NORTHWESTERN (US)—A universal method can be used to accurately analyze a range of complex networks, be they social networks like Facebook, protein to protein interactions, or networks used for air transportation.

Roger Guimera and Marta Sales-Pardo, a husband-wife research team at Northwestern University, applied a mathematical and computational framework to five different networks and found one method indeed could reliably analyze all.

The details of their algorithm, which can predict missing and spurious interactions in a system, appears in the Dec. 7 Early Edition by the Proceedings of the National Academy of Sciences.

“The way the flu spreads, for example, is based on an underlying network, and it’s important to understand the critical patterns,” says Guimera, a research assistant professor of chemical and biological engineering in the McCormick School of Engineering and Applied Science.

“Using available data, our method tries to find the best description of the network being analyzed, no matter what kind of network.”

In the study, Guimera and Sales-Pardo tested their method on a range of five known “true” networks: a karate club, a social network of dolphins, the neural network of the worm C. elegans, the air transportation network in Eastern Europe, and the metabolic network of E. coli.

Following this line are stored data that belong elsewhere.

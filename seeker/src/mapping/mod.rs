//! Document mapping declarations.
//!
//! A `DocumentMapping` binds a document type (name, index, connection and
//! field schema) to an optional selection of source records. It is built once
//! at start-up and never changes afterwards.

mod indexable;

pub use indexable::{batch_windows, enumerate_records, Enumeration, Indexable, IndexableRef};

use std::fmt;
use std::num::NonZeroUsize;
use std::sync::Arc;

use seeker_repository::DEFAULT_CONNECTION;
use seeker_shared::{FieldSchema, FieldType};

use crate::config::Settings;
use crate::errors::SeekerError;
use crate::schema::build_schema;
use crate::source::{EntityType, SelectionRef};

/// Declared document type.
#[derive(Clone)]
pub struct DocumentMapping {
    doc_type: String,
    index: String,
    using: String,
    schema: FieldSchema,
    batch_size: NonZeroUsize,
    objects: Option<SelectionRef>,
}

impl DocumentMapping {
    /// Start a declaration using the defaults in `settings`.
    ///
    /// # Example
    ///
    /// ```
    /// use std::sync::Arc;
    /// use seeker::config::Settings;
    /// use seeker::mapping::DocumentMapping;
    /// use seeker::source::memory::MemorySelection;
    /// use seeker::source::{EntityType, FieldDescriptor, FieldKind};
    ///
    /// let article = Arc::new(
    ///     EntityType::new("Article").field(FieldDescriptor::new("title", FieldKind::Char)),
    /// );
    /// let objects = MemorySelection::new(article, vec![]).into_ref();
    ///
    /// let mapping = DocumentMapping::for_entity(objects, &Settings::default())
    ///     .build()
    ///     .unwrap();
    ///
    /// assert_eq!(mapping.doc_type(), "article");
    /// assert_eq!(mapping.index(), "seeker");
    /// assert_eq!(mapping.using(), "default");
    /// ```
    pub fn builder(settings: &Settings) -> DocumentMappingBuilder {
        DocumentMappingBuilder {
            doc_type: None,
            index: settings.index.clone(),
            using: DEFAULT_CONNECTION.to_string(),
            schema: None,
            overrides: FieldSchema::new(),
            batch_size: settings.batch_size,
            objects: None,
        }
    }

    /// Start a declaration backed by `objects`.
    pub fn for_entity(objects: SelectionRef, settings: &Settings) -> DocumentMappingBuilder {
        Self::builder(settings).objects(objects)
    }

    pub fn doc_type(&self) -> &str {
        &self.doc_type
    }

    pub fn index(&self) -> &str {
        &self.index
    }

    /// Connection identifier.
    pub fn using(&self) -> &str {
        &self.using
    }

    pub fn schema(&self) -> &FieldSchema {
        &self.schema
    }

    pub fn batch_size(&self) -> NonZeroUsize {
        self.batch_size
    }

    /// Default selection of candidate records, if the mapping is backed by an
    /// entity type.
    pub fn objects(&self) -> Option<&SelectionRef> {
        self.objects.as_ref()
    }

    pub fn entity_type(&self) -> Option<&Arc<EntityType>> {
        self.objects.as_ref().map(|objects| objects.entity_type())
    }
}

impl Indexable for DocumentMapping {
    fn mapping(&self) -> &DocumentMapping {
        self
    }
}

impl fmt::Debug for DocumentMapping {
    fn fmt(&self, f: &mut fmt::Formatter<'_>) -> fmt::Result {
        f.debug_struct("DocumentMapping")
            .field("doc_type", &self.doc_type)
            .field("index", &self.index)
            .field("using", &self.using)
            .field("fields", &self.schema.names().collect::<Vec<_>>())
            .field("batch_size", &self.batch_size)
            .field("entity", &self.entity_type().map(|entity| entity.name()))
            .finish()
    }
}

/// Builder for `DocumentMapping`.
pub struct DocumentMappingBuilder {
    doc_type: Option<String>,
    index: String,
    using: String,
    schema: Option<FieldSchema>,
    overrides: FieldSchema,
    batch_size: usize,
    objects: Option<SelectionRef>,
}

impl DocumentMappingBuilder {
    /// Back the mapping with a selection of source records.
    pub fn objects(mut self, objects: SelectionRef) -> Self {
        self.objects = Some(objects);
        self
    }

    /// Document type name. Defaults to the lower-cased entity type name.
    pub fn doc_type(mut self, doc_type: impl Into<String>) -> Self {
        self.doc_type = Some(doc_type.into());
        self
    }

    pub fn index(mut self, index: impl Into<String>) -> Self {
        self.index = index.into();
        self
    }

    pub fn using(mut self, using: impl Into<String>) -> Self {
        self.using = using.into();
        self
    }

    /// Use `schema` as is instead of deriving one from the entity type.
    pub fn schema(mut self, schema: FieldSchema) -> Self {
        self.schema = Some(schema);
        self
    }

    /// Override one field's type, or add a computed/path field.
    pub fn field(mut self, name: impl Into<String>, field_type: FieldType) -> Self {
        self.overrides.insert(name, field_type);
        self
    }

    pub fn batch_size(mut self, batch_size: usize) -> Self {
        self.batch_size = batch_size;
        self
    }

    /// Finish the declaration.
    ///
    /// # Returns
    ///
    /// * `Ok(DocumentMapping)` - The declared mapping
    /// * `Err(SeekerError::InvalidBatchSize)` - If the batch size is zero
    /// * `Err(SeekerError::ConfigError)` - If no document type name can be determined
    pub fn build(self) -> Result<DocumentMapping, SeekerError> {
        let batch_size = NonZeroUsize::new(self.batch_size).ok_or(SeekerError::InvalidBatchSize)?;
        let entity = self
            .objects
            .as_ref()
            .map(|objects| Arc::clone(objects.entity_type()));

        let doc_type = match (self.doc_type, &entity) {
            (Some(doc_type), _) => doc_type,
            (None, Some(entity)) => entity.name().to_lowercase(),
            (None, None) => {
                return Err(SeekerError::config(
                    "A mapping without an entity type needs an explicit document type",
                ))
            }
        };

        let schema = match (self.schema, &entity) {
            (Some(mut schema), _) => {
                for (name, field_type) in self.overrides.iter() {
                    schema.insert(name, field_type.clone());
                }
                schema
            }
            (None, Some(entity)) => build_schema(entity, self.overrides),
            (None, None) => self.overrides,
        };

        Ok(DocumentMapping {
            doc_type,
            index: self.index,
            using: self.using,
            schema,
            batch_size,
            objects: self.objects,
        })
    }
}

These networks have between 34 nodes (members of a karate club) and 604 nodes (metabolites in a metabolic network).

“Our method separates wheat from chaff, the signal from the noise,” explains Sales-Pardo, also a research assistant professor of chemical and biological engineering.

“There are many ways to map nodes in a network, not just one. We consider all the possible ways. By taking the sum of them all, we can identify both missing and spurious connections.”

The central idea behind Guimera and Sales-Pardo’s method is that, even though each network has unique characteristics (depending on its functional needs and evolutionary history), all networks share a remarkable property: their nodes can be classified into groups with the nodes connecting to each other depending on their group membership.

In a social network, for example, people can be grouped by age, occupation, political orientation and so on. The method proceeds by averaging all possible groupings of the nodes, giving each grouping a weight that reflects its explanatory power.

For each of the five true networks, the researchers introduced errors and applied their algorithm to the distorted network.

Each time, the algorithm produced a new network that reliably separated interactions likely to be spurious from those likely to be correct, without the aid of any additional information (such as the type of network or the amount of errors).

Each new network reconstruction was closer to the original true network than the network containing errors and omissions.

A more accurate method of network analysis could help Facebook, for example, identify truly relevant connections—with 350 million Facebook users the number of mistakes can add up quickly.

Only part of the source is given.